Au premier coup d’œil, l’officier français reconnait Abane sous la capuche de sa Djellaba. Un autre membre du CCE, Dahleb est avec lui, tous deux en route vers le Maroc. Leutier peut d’une balle mettre fin à celui qui est présenté comme le cerveau de la Révolution algérienne, celui qui est derrière tous les malheurs des colons, celui qui veut bouter hors du pays tous les colons y compris son père et sa mère.

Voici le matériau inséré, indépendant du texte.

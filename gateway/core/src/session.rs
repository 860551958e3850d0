//! Session Management
//!
//! A [`ChatSession`] is the explicit conversation state a surface owns: the
//! session identifier sent to the agent, the turns exchanged so far and the
//! trace of the most recent decode.
//!
//! # Lifecycle
//!
//! ```text
//! ChatSession::new() ──► record_turn() ... record_turn() ──► end()
//!      Active                    Active                      Ended
//! ```
//!
//! Only successful exchanges are recorded. Ending a session drops its history;
//! the identifier stays readable so the surface can tell the agent to close
//! its side too.

use std::fmt;
use std::time::Duration;

use serde::{Deserialize, Serialize};
use thiserror::Error;

/// Opaque identifier correlating turns with remote agent state
#[derive(Clone, Debug, PartialEq, Eq, Hash, Serialize, Deserialize)]
pub struct SessionId(pub String);

impl SessionId {
    /// Generate a new random session ID
    #[must_use]
    pub fn new() -> Self {
        Self(uuid::Uuid::new_v4().to_string())
    }

    /// Borrow the identifier as a string
    #[must_use]
    pub fn as_str(&self) -> &str {
        &self.0
    }
}

impl Default for SessionId {
    fn default() -> Self {
        Self::new()
    }
}

impl fmt::Display for SessionId {
    fn fmt(&self, f: &mut fmt::Formatter<'_>) -> fmt::Result {
        f.write_str(&self.0)
    }
}

impl From<String> for SessionId {
    fn from(value: String) -> Self {
        Self(value)
    }
}

impl From<&str> for SessionId {
    fn from(value: &str) -> Self {
        Self(value.to_string())
    }
}

/// One question and its answer
#[derive(Clone, Debug, PartialEq, Eq, Serialize, Deserialize)]
pub struct ChatTurn {
    /// The user's question
    pub question: String,
    /// The answer as shown to the user
    pub answer: String,
    /// When the turn was recorded (Unix timestamp ms)
    pub timestamp: u64,
}

/// Session state
#[derive(Clone, Copy, Debug, PartialEq, Eq, Serialize, Deserialize)]
pub enum SessionState {
    /// Session accepts new turns
    Active,
    /// Session has ended
    Ended,
}

/// Errors from session bookkeeping
#[derive(Clone, Debug, Error, PartialEq, Eq)]
pub enum SessionError {
    /// The session was already ended
    #[error("session {0} has ended")]
    Ended(SessionId),
}

/// A conversation owned by one surface
#[derive(Clone, Debug, Serialize, Deserialize)]
pub struct ChatSession {
    id: SessionId,
    state: SessionState,
    history: Vec<ChatTurn>,
    last_trace: String,
    created_at: u64,
    last_active: u64,
}

impl ChatSession {
    /// Start a session with a fresh identifier
    #[must_use]
    pub fn new() -> Self {
        Self::with_id(SessionId::new())
    }

    /// Start a session with a caller-supplied identifier
    #[must_use]
    pub fn with_id(id: SessionId) -> Self {
        let now = now_ms();
        Self {
            id,
            state: SessionState::Active,
            history: Vec::new(),
            last_trace: String::new(),
            created_at: now,
            last_active: now,
        }
    }

    /// Session identifier
    #[must_use]
    pub fn id(&self) -> &SessionId {
        &self.id
    }

    /// Current state
    #[must_use]
    pub fn state(&self) -> SessionState {
        self.state
    }

    /// Whether the session still accepts turns
    #[must_use]
    pub fn is_active(&self) -> bool {
        self.state == SessionState::Active
    }

    /// When the session started (Unix timestamp ms)
    #[must_use]
    pub fn created_at(&self) -> u64 {
        self.created_at
    }

    /// When the session was last used (Unix timestamp ms)
    #[must_use]
    pub fn last_active_at(&self) -> u64 {
        self.last_active
    }

    /// Mark the session as used now
    pub fn touch(&mut self) {
        self.last_active = now_ms();
    }

    /// Whether the session has gone unused for at least `idle` as of `now_ms`
    #[must_use]
    pub fn is_idle(&self, now_ms: u64, idle: Duration) -> bool {
        let idle_ms = u64::try_from(idle.as_millis()).unwrap_or(u64::MAX);
        now_ms.saturating_sub(self.last_active) >= idle_ms
    }

    /// Record a successful exchange and the trace that produced it
    ///
    /// # Errors
    ///
    /// Returns [`SessionError::Ended`] if the session has ended.
    pub fn record_turn(
        &mut self,
        question: impl Into<String>,
        answer: impl Into<String>,
        trace: impl Into<String>,
    ) -> Result<&ChatTurn, SessionError> {
        if !self.is_active() {
            return Err(SessionError::Ended(self.id.clone()));
        }

        let now = now_ms();
        self.last_trace = trace.into();
        self.last_active = now;
        self.history.push(ChatTurn {
            question: question.into(),
            answer: answer.into(),
            timestamp: now,
        });

        tracing::debug!(session_id = %self.id, turns = self.history.len(), "Recorded chat turn");
        Ok(&self.history[self.history.len() - 1])
    }

    /// Turns in the order they happened
    #[must_use]
    pub fn history(&self) -> &[ChatTurn] {
        &self.history
    }

    /// Turns newest first, the order chat surfaces display them in
    pub fn newest_first(&self) -> impl Iterator<Item = &ChatTurn> {
        self.history.iter().rev()
    }

    /// Trace of the most recent successful exchange
    #[must_use]
    pub fn last_trace(&self) -> &str {
        &self.last_trace
    }

    /// End the session and drop its history
    pub fn end(&mut self) {
        self.state = SessionState::Ended;
        self.history.clear();
        self.last_trace.clear();
        tracing::debug!(session_id = %self.id, "Session ended");
    }
}

impl Default for ChatSession {
    fn default() -> Self {
        Self::new()
    }
}

/// Current time in milliseconds since Unix epoch
#[must_use]
pub fn now_ms() -> u64 {
    use std::time::{SystemTime, UNIX_EPOCH};
    SystemTime::now()
        .duration_since(UNIX_EPOCH)
        .map(|d| u64::try_from(d.as_millis()).unwrap_or(u64::MAX))
        .unwrap_or(0)
}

Mais lucide, Leutier sait d’avance que le combat est perdu et que Abane, pour l’avoir écouté, était le seul chef FLN qui il lui semblait ne pas être « hostile foncièrement à une participation active des pieds-noirs à la construction de l’Algérie nouvelle. » Il chargea alors ses hommes de fouiller les 3 autres, lui s’occupera d’Abane. Il le fouille « leurs regards se croisèrent, froids, presque hautains, visages marmoréens », découvre un pistolet automatique, mais fait comme si de rien n’était d’autant que les 3 autres étaient désarmés. S’il avait dénoncé Abane, les 4 amis auraient été embarqués et peuvent être exécutés.
Leutier n’est pas fier de lui. Il se sent traître. Mais « grâce à Ramdane », il avait pressenti avant tout le monde ce qui se profilait d’inéluctable. Dès lors, il n’avait pas jugé digne de sa conception de l’existence de procéder à l’arrestation du responsable de son « Syndrome ».
En vérité, un beau livre-hommage à Abane, le pur, Abane, le juste, Abane, l’irascible, Abane, l’impulsif, mais Abane l’incorruptible, Abane le génie politique qui aurait pu être le Mandela algérien.